Part-time professors deserve the opportunity for full-time work

Credit: Julie Leopo / EdSource

When most people think of part-time (or adjunct) professors, they conjure up the image of someone with a full-time job and benefits in the private sector who chooses to teach an occasional evening class.

While this may have been the original intention when this system of community colleges was created more than fifty years ago, it has not been true of the vast majority of adjuncts for many decades now.

Having earned advanced degrees and carrying heavy student loan debt, most are trying to eke out an existence on poverty-level wages and without any meaningful job security from term to term.

Worse, state law has long prevented these professors from working full time, even though their full-time colleagues are allowed to increase their much higher salaries by teaching overtime.

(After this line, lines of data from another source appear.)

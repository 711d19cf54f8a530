//! Export the on-chain snapshot of one account, resolved from a fixed path,
//! a target xpub, or an interactive discovery-driven account selection.

use async_trait::async_trait;
use serde_json::Value;

use crate::account::Account;
use crate::coins::{coin_by_name, coin_for_path, validate_coin_path, CoinInfo};
use crate::discovery::{Discovery, DiscoveryEvent, DiscoveryOptions};
use crate::error::{ConnectError, Result};
use crate::firmware::{resolve_range, FirmwareRange};
use crate::methods::{CommonParams, Method, MethodContext};
use crate::params::{validate_params, Param, ParamType};
use crate::paths::{account_index, validate_path};
use crate::permissions::Permission;
use crate::ui::SelectPhase;

const METHOD_NAME: &str = "getAccountInfo";

pub struct GetAccountInfo {
    common: CommonParams,
    path: Option<Vec<u32>>,
    xpub: Option<String>,
    coin: &'static CoinInfo,
    confirmed: bool,
    required_permissions: Vec<Permission>,
    firmware_range: FirmwareRange,
    discovery: Option<Discovery>,
}

impl GetAccountInfo {
    pub fn new(payload: &Value) -> Result<Self> {
        let common = CommonParams::from_payload(payload)?;
        validate_params(
            payload,
            &[
                Param::optional("coin", ParamType::String),
                Param::optional("xpub", ParamType::String),
                Param::optional("crossChain", ParamType::Boolean),
            ],
        )?;

        let mut coin = payload
            .get("coin")
            .and_then(Value::as_str)
            .and_then(coin_by_name);

        let mut path = None;
        if let Some(raw_path) = payload.get("path") {
            let parsed = validate_path(raw_path, 3, true)?;
            match coin {
                None => coin = coin_for_path(&parsed),
                Some(coin) => {
                    let cross_chain = payload
                        .get("crossChain")
                        .and_then(Value::as_bool)
                        .unwrap_or(false);
                    if !cross_chain {
                        validate_coin_path(coin, &parsed)?;
                    }
                }
            }
            path = Some(parsed);
        }

        let coin = coin.ok_or(ConnectError::NoCoinInfo)?;
        let firmware_range = resolve_range(METHOD_NAME, Some(coin), FirmwareRange::default());

        Ok(GetAccountInfo {
            common,
            path,
            xpub: payload.get("xpub").and_then(Value::as_str).map(str::to_string),
            coin,
            confirmed: false,
            required_permissions: vec![Permission::Read],
            firmware_range,
            discovery: None,
        })
    }

    fn discovery_options(
        &self,
        ctx: &MethodContext,
        backend: std::sync::Arc<dyn crate::backend::Backend>,
        load_info: bool,
        target_xpub: Option<String>,
    ) -> DiscoveryOptions {
        DiscoveryOptions {
            coin: self.coin,
            backend,
            device: ctx.device.clone(),
            load_info,
            target_xpub,
        }
    }

    async fn run_from_path(&mut self, ctx: &MethodContext, path: Vec<u32>) -> Result<Value> {
        let backend = ctx.backends.create_backend(self.coin).await?;
        let node = ctx.device.get_hd_node(path.clone(), self.coin).await?;
        let mut account = Account::new(path, node.xpub, self.coin);

        let options = self.discovery_options(ctx, backend, false, None);
        let discovery = self.discovery.insert(Discovery::new(options));
        discovery.load_account_info(&mut account).await?;
        Ok(account.to_response())
    }

    async fn run_from_xpub(&mut self, ctx: &MethodContext, xpub: String) -> Result<Value> {
        let backend = ctx.backends.create_backend(self.coin).await?;
        let options = self.discovery_options(ctx, backend, false, Some(xpub.clone()));
        let discovery = self.discovery.insert(Discovery::new(options));
        let mut events = discovery.start()?;

        loop {
            match events.recv().await {
                Some(DiscoveryEvent::Update(_)) => {}
                Some(DiscoveryEvent::Complete(_)) | None => break,
                Some(DiscoveryEvent::Failed(e)) => return Err(e),
            }
        }
        discovery.stop();

        match discovery.accounts().into_iter().find(|a| a.xpub == xpub) {
            Some(mut account) => {
                discovery.load_account_info(&mut account).await?;
                Ok(account.to_response())
            }
            None => Err(ConnectError::AccountNotFound),
        }
    }

    async fn run_interactive(&mut self, ctx: &MethodContext) -> Result<Value> {
        let ui = ctx.ui.as_ref().ok_or(ConnectError::UiClosed)?;
        let backend = ctx.backends.create_backend(self.coin).await?;
        let options = self.discovery_options(ctx, backend, true, None);
        let discovery = self.discovery.insert(Discovery::new(options));
        let mut events = discovery.start()?;

        let coin = self.coin.shortcut;
        let mut selection = ui.open_account_selector(coin).await?;
        let mut events_done = false;

        loop {
            tokio::select! {
                selected = &mut selection => {
                    let index = selected.map_err(|_| ConnectError::UiClosed)?;
                    discovery.stop();
                    let account = discovery
                        .account(index)
                        .ok_or(ConnectError::AccountNotFound)?;
                    return Ok(account.to_response());
                }
                event = events.recv(), if !events_done => match event {
                    Some(DiscoveryEvent::Update(accounts)) => {
                        ui.update_account_selector(coin, accounts, SelectPhase::Progress).await?;
                    }
                    Some(DiscoveryEvent::Complete(accounts)) => {
                        ui.update_account_selector(coin, accounts, SelectPhase::Complete).await?;
                    }
                    Some(DiscoveryEvent::Failed(e)) => return Err(e),
                    // Scan is over; keep waiting for the user's pick.
                    None => events_done = true,
                }
            }
        }
    }
}

#[async_trait]
impl Method for GetAccountInfo {
    fn name(&self) -> &'static str {
        METHOD_NAME
    }

    fn info(&self) -> String {
        "Export account info".to_string()
    }

    fn common(&self) -> &CommonParams {
        &self.common
    }

    fn required_permissions(&self) -> &[Permission] {
        &self.required_permissions
    }

    fn firmware_range(&self) -> &FirmwareRange {
        &self.firmware_range
    }

    async fn confirmation(&mut self, ctx: &MethodContext) -> Result<bool> {
        if self.confirmed {
            return Ok(true);
        }
        let Some(ui) = ctx.ui.as_ref() else {
            return Ok(true);
        };

        let label = if let Some(path) = &self.path {
            format!(
                "Export info for {} account #{}",
                self.coin.label(),
                account_index(path) + 1
            )
        } else if let Some(xpub) = &self.xpub {
            format!("Export info for {} account with public key {xpub}", self.coin.label())
        } else {
            // Interactive discovery: picking an account is the confirmation.
            return Ok(true);
        };

        let approved = ui.request_confirmation("export-account-info", Some(label)).await?;
        self.confirmed = approved;
        Ok(approved)
    }

    async fn run(&mut self, ctx: &MethodContext) -> Result<Value> {
        if let Some(path) = self.path.clone() {
            self.run_from_path(ctx, path).await
        } else if let Some(xpub) = self.xpub.clone() {
            self.run_from_xpub(ctx, xpub).await
        } else {
            self.run_interactive(ctx).await
        }
    }

    fn dispose(&mut self) {
        if let Some(discovery) = &self.discovery {
            discovery.dispose();
        }
    }
}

Last year, Gov. Gavin Newsom vetoed Assembly Bill 375 despite the bill having sailed through the California Assembly 77 to 0 and the Senate 37 to 0. The bill could have allowed California’s part-time college professors to teach up to 85% of full time, instead of the current 67%, in a single college district.

Why California has a state law that limits the workload of part-time instructors to less than full time is a good — but unanswered — question. The limit has been used to justify paying part-timers at a much lower rate than the full-timers and keeps them from qualifying for benefits such as health insurance and even tenure.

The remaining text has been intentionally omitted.